Autism spectrum disorders, a set neurodevelopmental disorders characterized by impaired communication and social skills, affects more than one percent of children in the U.S., according to the latest numbers released by the Centers for Disease Control and Prevention. Previous studies on autism have concluded that genetic mutations present at birth are responsible for the disorder, but few cases have been explained in full by specific genetic mutations. “There is good evidence that mutations in as many as two dozen different genes can contribute to autism, but hundreds of other genes have also been suggested to be involved,” Eichler noted.
In their latest search for gene mutations linked to autism, Eichler and his colleagues relied on the Simons Simplex Collection, a collection of genetic samples from families in which only one member has the disorder. The presumption is that in these cases there will be enrichment for sporadic mutations in one of the parents’ egg or sperm cells that causes autism, rather than a mutation that a parent carries in all the cells of his or her body. “These sporadic mutations might explain about 25 percent of autism cases,” Eichler says, “although that’s just a guess.” By comparing the genetics of the parents, who don’t have autism, and the child who does, researchers can spot genetic differences and narrow down the list of mutations that could be responsible for the disorder in that individual.
Eichler’s team looked at the exomes—the full set of all protein-coding genes—from 209 such families and found more than 250 mutations carried by autistic children but not by their parents. Many of these were likely benign, but some of the mutations had been linked to autism or related genetic disorders in the past and others were strong new candidates. Only a handful were seen in more than one patient, but when the researchers started sorting through the list, Brian O’Roak, a postdoctoral fellow in Eichler’s lab, noticed that many were mutations affecting proteins in a related network.
“At first, I was skeptical that this was important,” says Eichler. “You can find connections between all sorts of proteins if you look hard enough. But we went back and sequenced the exomes of 50 unaffected siblings.” None of the unaffected siblings had mutations in the network.
Thirty-nine percent of the mutations on Eichler’s original list were mutations in genes that coded for proteins in the network, which he calls the βcatenin/chromatin-remodeling protein network. “Understanding how the mutations affect cells will require further experiments,” says Eichler, “but converging on a network is a step forward in the field of autism genetics.”
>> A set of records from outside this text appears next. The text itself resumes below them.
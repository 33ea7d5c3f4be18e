//! The `LOGIN_CERTIFICADO` audit line.
//!
//! One line per successful extraction, pipe delimited `key=value` pairs in a
//! fixed order. Downstream log parsers consume this format; field names and
//! order must not change. Absent values render as `null`.

use chrono::SecondsFormat;
use icpauth_core::channel::TRANSACTION_TARGET;
use parking_lot::Mutex;
use std::fmt;
use tracing::info;

use crate::identity::IdentityRecord;

/// Event tag that opens every audit line.
pub const AUDIT_EVENT: &str = "LOGIN_CERTIFICADO";

/// Formats an [`IdentityRecord`] as an audit line.
pub struct AuditLine<'a>(pub &'a IdentityRecord);

impl fmt::Display for AuditLine<'_> {
    fn fmt(&self, f: &mut fmt::Formatter<'_>) -> fmt::Result {
        let r = self.0;
        write!(
            f,
            "{}|timestamp={}|ip={}|cpf={}|serialNumber={}|fingerprint={}|issuer={}|subject={}|validUntil={}|algorithm={}|sessionId={}|userAgent={}",
            AUDIT_EVENT,
            r.validation_timestamp.to_rfc3339_opts(SecondsFormat::Millis, true),
            r.remote_address,
            or_null(r.national_id.as_deref()),
            r.serial_number,
            r.fingerprint,
            r.issuer_dn,
            r.subject_dn,
            r.not_after.to_rfc3339_opts(SecondsFormat::Secs, true),
            r.signature_algorithm,
            r.session_id,
            or_null(r.user_agent.as_deref()),
        )
    }
}

fn or_null(value: Option<&str>) -> &str {
    value.unwrap_or("null")
}

/// Destination of audit lines.
pub trait AuditSink: Send + Sync {
    fn record_login(&self, record: &IdentityRecord);
}

/// Writes the audit line as an info event on the transaction channel.
#[derive(Debug, Clone, Copy, Default)]
pub struct TracingAuditSink;

impl AuditSink for TracingAuditSink {
    fn record_login(&self, record: &IdentityRecord) {
        info!(target: TRANSACTION_TARGET, "{}", AuditLine(record));
    }
}

/// Keeps audit lines in memory.
#[derive(Debug, Default)]
pub struct MemoryAuditSink {
    lines: Mutex<Vec<String>>,
}

impl MemoryAuditSink {
    pub fn new() -> Self {
        Self::default()
    }

    pub fn lines(&self) -> Vec<String> {
        self.lines.lock().clone()
    }

    pub fn len(&self) -> usize {
        self.lines.lock().len()
    }

    pub fn is_empty(&self) -> bool {
        self.lines.lock().is_empty()
    }
}

impl AuditSink for MemoryAuditSink {
    fn record_login(&self, record: &IdentityRecord) {
        self.lines.lock().push(AuditLine(record).to_string());
    }
}

#[cfg(test)]
mod tests {
    use super::*;
    use chrono::{TimeZone, Utc};

    fn record() -> IdentityRecord {
        IdentityRecord {
            subject_name: "Maria Souza:98765432100".to_string(),
            issuer_name: "AC SOLUTI".to_string(),
            national_id: Some("98765432100".to_string()),
            email: None,
            serial_number: "4660".to_string(),
            signature_algorithm: "SHA256withRSA".to_string(),
            version: 3,
            not_before: Utc.with_ymd_and_hms(2025, 1, 1, 0, 0, 0).unwrap(),
            not_after: Utc.with_ymd_and_hms(2028, 1, 1, 0, 0, 0).unwrap(),
            valid: true,
            fingerprint: "AB".repeat(32),
            subject_dn: "CN=Maria Souza:98765432100, O=Test".to_string(),
            issuer_dn: "CN=AC SOLUTI, O=Test CA".to_string(),
            chain: Vec::new(),
            validation_timestamp: Utc.with_ymd_and_hms(2026, 3, 15, 12, 0, 0).unwrap(),
            remote_address: "10.0.0.7".to_string(),
            user_agent: None,
            session_id: "7d1c2a9e-1111-4222-8333-944445555666".to_string(),
        }
    }

    #[test]
    fn test_audit_line_format() {
        let line = AuditLine(&record()).to_string();
        assert_eq!(
            line,
            format!(
                "LOGIN_CERTIFICADO|timestamp=2026-03-15T12:00:00.000Z|ip=10.0.0.7|cpf=98765432100|serialNumber=4660|fingerprint={}|issuer=CN=AC SOLUTI, O=Test CA|subject=CN=Maria Souza:98765432100, O=Test|validUntil=2028-01-01T00:00:00Z|algorithm=SHA256withRSA|sessionId=7d1c2a9e-1111-4222-8333-944445555666|userAgent=null",
                "AB".repeat(32)
            )
        );
    }

    #[test]
    fn test_audit_line_missing_cpf() {
        let mut r = record();
        r.national_id = None;
        r.user_agent = Some("curl/8.5.0".to_string());

        let line = AuditLine(&r).to_string();
        assert!(line.contains("|cpf=null|"));
        assert!(line.ends_with("|userAgent=curl/8.5.0"));
    }

    #[test]
    fn test_memory_sink() {
        let sink = MemoryAuditSink::new();
        assert!(sink.is_empty());
        sink.record_login(&record());
        assert_eq!(sink.len(), 1);
        assert!(sink.lines()[0].starts_with(AUDIT_EVENT));
    }
}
“If a list of genes just keeps growing and growing, it becomes very daunting and becomes harder to make any sense of,” he says. “But here we have converged on a pathway that helps to make some sense of that list.”
In addition to highlighting the network’s potential role in autism, Eichler’s team also studied whether the sporadic mutations they found in children came from mutations in a father’s DNA or a mother’s DNA. Eighty percent of the new mutations, they found—both those linked to autism and those seen in unaffected siblings—came from a father’s DNA. The high level of sporadic mutations inherited from fathers could help explain why autism has been associated with older dads.
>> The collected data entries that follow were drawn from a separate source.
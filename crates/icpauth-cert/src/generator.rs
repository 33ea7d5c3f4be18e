//! Test PKI generation
//!
//! Issues a throwaway certificate authority, a server certificate for the mTLS
//! listener and ICP-Brasil style client certificates whose common name follows
//! the `NOME DO TITULAR:CPF` convention. Used by `icpauth-gen` and as test
//! fixtures; nothing here is meant for production issuance.

use anyhow::{Context, Result};
use rcgen::{
    BasicConstraints, Certificate, CertificateParams, DistinguishedName, DnType,
    ExtendedKeyUsagePurpose, IsCa, KeyPair, KeyUsagePurpose, SanType,
};
use serde::{Deserialize, Serialize};
use std::net::IpAddr;
use std::path::Path;
use time::OffsetDateTime;
use tracing::{debug, info};

use crate::certificate::ParsedCertificate;

/// Configuration for the Certificate Authority
#[derive(Debug, Clone, Serialize, Deserialize)]
pub struct CaConfig {
    /// Common Name for the CA certificate
    pub common_name: String,
    /// Organization name
    pub organization: Option<String>,
    /// Organizational unit
    pub organizational_unit: Option<String>,
    /// Country code (2-letter)
    pub country: Option<String>,
    /// Validity period in days
    pub validity_days: u32,
}

impl Default for CaConfig {
    fn default() -> Self {
        Self {
            common_name: "AC ICPAUTH TESTE".to_string(),
            organization: Some("ICP-Brasil".to_string()),
            organizational_unit: Some("Autoridade Certificadora de Teste".to_string()),
            country: Some("BR".to_string()),
            validity_days: 3650, // 10 years
        }
    }
}

impl CaConfig {
    pub fn new(common_name: &str) -> Self {
        Self {
            common_name: common_name.to_string(),
            organization: None,
            organizational_unit: None,
            country: None,
            validity_days: 3650,
        }
    }

    pub fn with_organization(mut self, organization: &str) -> Self {
        self.organization = Some(organization.to_string());
        self
    }
}

/// Configuration for an end-user (e-CPF style) certificate
#[derive(Debug, Clone, Serialize, Deserialize)]
pub struct ClientCertConfig {
    /// Holder name, first half of the common name
    pub holder_name: String,
    /// 11 digit CPF appended to the common name after a colon
    pub cpf: Option<String>,
    /// Email address, placed in the subject DN
    pub email: Option<String>,
    /// Organization name
    pub organization: Option<String>,
    /// Validity period in days, counted from now
    pub validity_days: u32,
    /// Explicit validity window, overrides `validity_days`
    #[serde(skip)]
    pub window: Option<(OffsetDateTime, OffsetDateTime)>,
}

impl ClientCertConfig {
    pub fn new(holder_name: &str) -> Self {
        Self {
            holder_name: holder_name.to_string(),
            cpf: None,
            email: None,
            organization: Some("ICP-Brasil".to_string()),
            validity_days: 365,
            window: None,
        }
    }

    pub fn with_cpf(mut self, cpf: &str) -> Self {
        self.cpf = Some(cpf.to_string());
        self
    }

    pub fn with_email(mut self, email: &str) -> Self {
        self.email = Some(email.to_string());
        self
    }

    pub fn with_organization(mut self, organization: &str) -> Self {
        self.organization = Some(organization.to_string());
        self
    }

    pub fn with_validity(mut self, days: u32) -> Self {
        self.validity_days = days;
        self
    }

    pub fn with_window(mut self, not_before: OffsetDateTime, not_after: OffsetDateTime) -> Self {
        self.window = Some((not_before, not_after));
        self
    }

    /// The subject common name, `NAME:CPF` when a CPF is set.
    pub fn common_name(&self) -> String {
        match &self.cpf {
            Some(cpf) => format!("{}:{}", self.holder_name, cpf),
            None => self.holder_name.clone(),
        }
    }

    fn validity(&self) -> (OffsetDateTime, OffsetDateTime) {
        self.window.unwrap_or_else(|| {
            let now = OffsetDateTime::now_utc();
            (now, now + time::Duration::days(self.validity_days as i64))
        })
    }
}

/// Configuration for the listener's server certificate
#[derive(Debug, Clone, Serialize, Deserialize)]
pub struct ServerCertConfig {
    pub common_name: String,
    pub dns_names: Vec<String>,
    pub ip_addresses: Vec<IpAddr>,
    pub validity_days: u32,
}

impl ServerCertConfig {
    pub fn new(common_name: &str) -> Self {
        Self {
            common_name: common_name.to_string(),
            dns_names: vec!["localhost".to_string()],
            ip_addresses: vec![IpAddr::from([127, 0, 0, 1])],
            validity_days: 825,
        }
    }
}

/// Generated Certificate Authority with private key
pub struct GeneratedCa {
    /// CA certificate in PEM format
    pub cert_pem: String,
    /// CA private key in PEM format
    pub key_pem: String,
}

impl std::fmt::Debug for GeneratedCa {
    fn fmt(&self, f: &mut std::fmt::Formatter<'_>) -> std::fmt::Result {
        f.debug_struct("GeneratedCa")
            .field("cert_pem", &"[CERTIFICATE]")
            .field("key_pem", &"[PRIVATE KEY]")
            .finish()
    }
}

impl GeneratedCa {
    /// Generate a new self-signed CA certificate
    pub fn generate(config: &CaConfig) -> Result<Self> {
        info!("Generating CA certificate: {}", config.common_name);

        let mut distinguished_name = DistinguishedName::new();
        distinguished_name.push(DnType::CommonName, &config.common_name);
        if let Some(org) = &config.organization {
            distinguished_name.push(DnType::OrganizationName, org);
        }
        if let Some(ou) = &config.organizational_unit {
            distinguished_name.push(DnType::OrganizationalUnitName, ou);
        }
        if let Some(country) = &config.country {
            distinguished_name.push(DnType::CountryName, country);
        }

        let key_pair = KeyPair::generate().context("Failed to generate CA key pair")?;

        let mut params = CertificateParams::default();
        params.distinguished_name = distinguished_name;
        params.is_ca = IsCa::Ca(BasicConstraints::Unconstrained);
        params.key_usages = vec![
            KeyUsagePurpose::KeyCertSign,
            KeyUsagePurpose::CrlSign,
            KeyUsagePurpose::DigitalSignature,
        ];

        let now = OffsetDateTime::now_utc();
        params.not_before = now;
        params.not_after = now + time::Duration::days(config.validity_days as i64);

        let certificate = params
            .self_signed(&key_pair)
            .context("Failed to generate self-signed CA certificate")?;

        Ok(Self {
            cert_pem: certificate.pem(),
            key_pem: key_pair.serialize_pem(),
        })
    }

    /// Load CA from existing PEM strings
    pub fn from_pem(cert_pem: &str, key_pem: &str) -> Result<Self> {
        KeyPair::from_pem(key_pem).context("Failed to parse CA private key")?;
        CertificateParams::from_ca_cert_pem(cert_pem).context("Failed to parse CA certificate")?;

        Ok(Self {
            cert_pem: cert_pem.to_string(),
            key_pem: key_pem.to_string(),
        })
    }

    /// Load CA from PEM files on disk
    pub fn from_files(cert_path: &Path, key_path: &Path) -> Result<Self> {
        let cert_pem = std::fs::read_to_string(cert_path)
            .with_context(|| format!("Failed to read CA cert: {}", cert_path.display()))?;
        let key_pem = std::fs::read_to_string(key_path)
            .with_context(|| format!("Failed to read CA key: {}", key_path.display()))?;

        Self::from_pem(&cert_pem, &key_pem)
    }

    /// Save CA to PEM files
    pub fn save_to_files(&self, cert_path: &Path, key_path: &Path) -> Result<()> {
        write_pem(cert_path, &self.cert_pem)?;
        write_pem(key_path, &self.key_pem)?;

        info!("CA saved to {} and {}", cert_path.display(), key_path.display());
        Ok(())
    }

    /// DER encoding of the CA certificate
    pub fn cert_der(&self) -> Result<Vec<u8>> {
        first_der(&self.cert_pem)
    }

    /// Rebuilds a signing handle from the stored PEM pair.
    ///
    /// The returned certificate is only used as the issuer reference; its DN
    /// matches the stored CA so issued certificates chain to `cert_pem`.
    fn signer(&self) -> Result<(Certificate, KeyPair)> {
        let ca_key_pair =
            KeyPair::from_pem(&self.key_pem).context("Failed to parse CA private key")?;
        let ca_params = CertificateParams::from_ca_cert_pem(&self.cert_pem)
            .context("Failed to parse CA certificate")?;
        let ca_cert = ca_params
            .self_signed(&ca_key_pair)
            .context("Failed to recreate CA certificate for signing")?;
        Ok((ca_cert, ca_key_pair))
    }

    /// Issue an end-user certificate signed by this CA
    pub fn issue_client_cert(&self, config: &ClientCertConfig) -> Result<GeneratedClientCert> {
        let common_name = config.common_name();
        info!("Issuing client certificate for: {}", common_name);

        let (ca_cert, ca_key_pair) = self.signer()?;

        let mut distinguished_name = DistinguishedName::new();
        distinguished_name.push(DnType::CommonName, common_name.as_str());
        if let Some(org) = &config.organization {
            distinguished_name.push(DnType::OrganizationName, org);
        }
        if let Some(email) = &config.email {
            // emailAddress, kept in the DN where ICP-Brasil certificates carry it
            distinguished_name.push(
                DnType::CustomDnType(vec![1, 2, 840, 113549, 1, 9, 1]),
                email.as_str(),
            );
        }

        let client_key_pair =
            KeyPair::generate().context("Failed to generate client key pair")?;

        let mut params = CertificateParams::default();
        params.distinguished_name = distinguished_name;
        params.is_ca = IsCa::NoCa;
        params.key_usages = vec![
            KeyUsagePurpose::DigitalSignature,
            KeyUsagePurpose::KeyEncipherment,
        ];
        params.extended_key_usages = vec![ExtendedKeyUsagePurpose::ClientAuth];

        if let Some(email) = &config.email {
            if let Ok(ia5_email) = rcgen::Ia5String::try_from(email.clone()) {
                params.subject_alt_names = vec![SanType::Rfc822Name(ia5_email)];
            }
        }

        let (not_before, not_after) = config.validity();
        params.not_before = not_before;
        params.not_after = not_after;

        let client_cert = params
            .signed_by(&client_key_pair, &ca_cert, &ca_key_pair)
            .context("Failed to sign client certificate with CA")?;

        debug!("Client certificate valid from {} to {}", not_before, not_after);

        Ok(GeneratedClientCert {
            cert_pem: client_cert.pem(),
            key_pem: client_key_pair.serialize_pem(),
            ca_cert_pem: self.cert_pem.clone(),
            common_name,
        })
    }

    /// Issue a TLS server certificate signed by this CA
    pub fn issue_server_cert(&self, config: &ServerCertConfig) -> Result<GeneratedClientCert> {
        info!("Issuing server certificate for: {}", config.common_name);

        let (ca_cert, ca_key_pair) = self.signer()?;

        let mut distinguished_name = DistinguishedName::new();
        distinguished_name.push(DnType::CommonName, &config.common_name);

        let server_key_pair =
            KeyPair::generate().context("Failed to generate server key pair")?;

        let mut params = CertificateParams::default();
        params.distinguished_name = distinguished_name;
        params.is_ca = IsCa::NoCa;
        params.key_usages = vec![
            KeyUsagePurpose::DigitalSignature,
            KeyUsagePurpose::KeyEncipherment,
        ];
        params.extended_key_usages = vec![ExtendedKeyUsagePurpose::ServerAuth];

        let mut sans = Vec::new();
        for dns in &config.dns_names {
            let name = rcgen::Ia5String::try_from(dns.clone())
                .with_context(|| format!("Invalid DNS name: {}", dns))?;
            sans.push(SanType::DnsName(name));
        }
        sans.extend(config.ip_addresses.iter().copied().map(SanType::IpAddress));
        params.subject_alt_names = sans;

        let now = OffsetDateTime::now_utc();
        params.not_before = now;
        params.not_after = now + time::Duration::days(config.validity_days as i64);

        let server_cert = params
            .signed_by(&server_key_pair, &ca_cert, &ca_key_pair)
            .context("Failed to sign server certificate with CA")?;

        Ok(GeneratedClientCert {
            cert_pem: server_cert.pem(),
            key_pem: server_key_pair.serialize_pem(),
            ca_cert_pem: self.cert_pem.clone(),
            common_name: config.common_name.clone(),
        })
    }
}

/// Generated leaf certificate with private key
#[derive(Debug, Clone, Serialize, Deserialize)]
pub struct GeneratedClientCert {
    /// Certificate in PEM format
    pub cert_pem: String,
    /// Private key in PEM format
    pub key_pem: String,
    /// Issuing CA certificate in PEM format
    pub ca_cert_pem: String,
    /// Common name from the certificate
    pub common_name: String,
}

impl GeneratedClientCert {
    /// DER encoding of the leaf certificate
    pub fn cert_der(&self) -> Result<Vec<u8>> {
        first_der(&self.cert_pem)
    }

    /// Leaf followed by its issuing CA, the order a TLS peer presents them.
    pub fn chain(&self) -> Result<Vec<ParsedCertificate>> {
        let mut bundle = self.cert_pem.clone();
        bundle.push_str(&self.ca_cert_pem);
        Ok(ParsedCertificate::chain_from_pem(bundle.as_bytes())?)
    }

    /// Save to PEM files
    pub fn save_to_files(
        &self,
        cert_path: &Path,
        key_path: &Path,
        ca_path: Option<&Path>,
    ) -> Result<()> {
        write_pem(cert_path, &self.cert_pem)?;
        write_pem(key_path, &self.key_pem)?;
        if let Some(ca_path) = ca_path {
            write_pem(ca_path, &self.ca_cert_pem)?;
        }

        info!("Certificate saved to {} and {}", cert_path.display(), key_path.display());
        Ok(())
    }
}

fn write_pem(path: &Path, pem: &str) -> Result<()> {
    if let Some(parent) = path.parent() {
        std::fs::create_dir_all(parent)?;
    }
    std::fs::write(path, pem).with_context(|| format!("Failed to write {}", path.display()))
}

fn first_der(pem: &str) -> Result<Vec<u8>> {
    let chain = ParsedCertificate::chain_from_pem(pem.as_bytes())?;
    chain
        .into_iter()
        .next()
        .map(|cert| cert.der().to_vec())
        .context("No certificate found in PEM")
}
“There are many mutations outside the network that are still linked to autism, and many mutations still to be discovered. Future genetic screens—that include regulatory DNA in addition to protein-coding sequences, for example—will likely reveal these additional mutations,” Eichler says.
“Despite finding this link between many mutations, I think autism is really an umbrella term for many disorders,” he says. “There are probably going to turn out to be many molecular flavors of autism which might be distinguished only at the level of genotype.”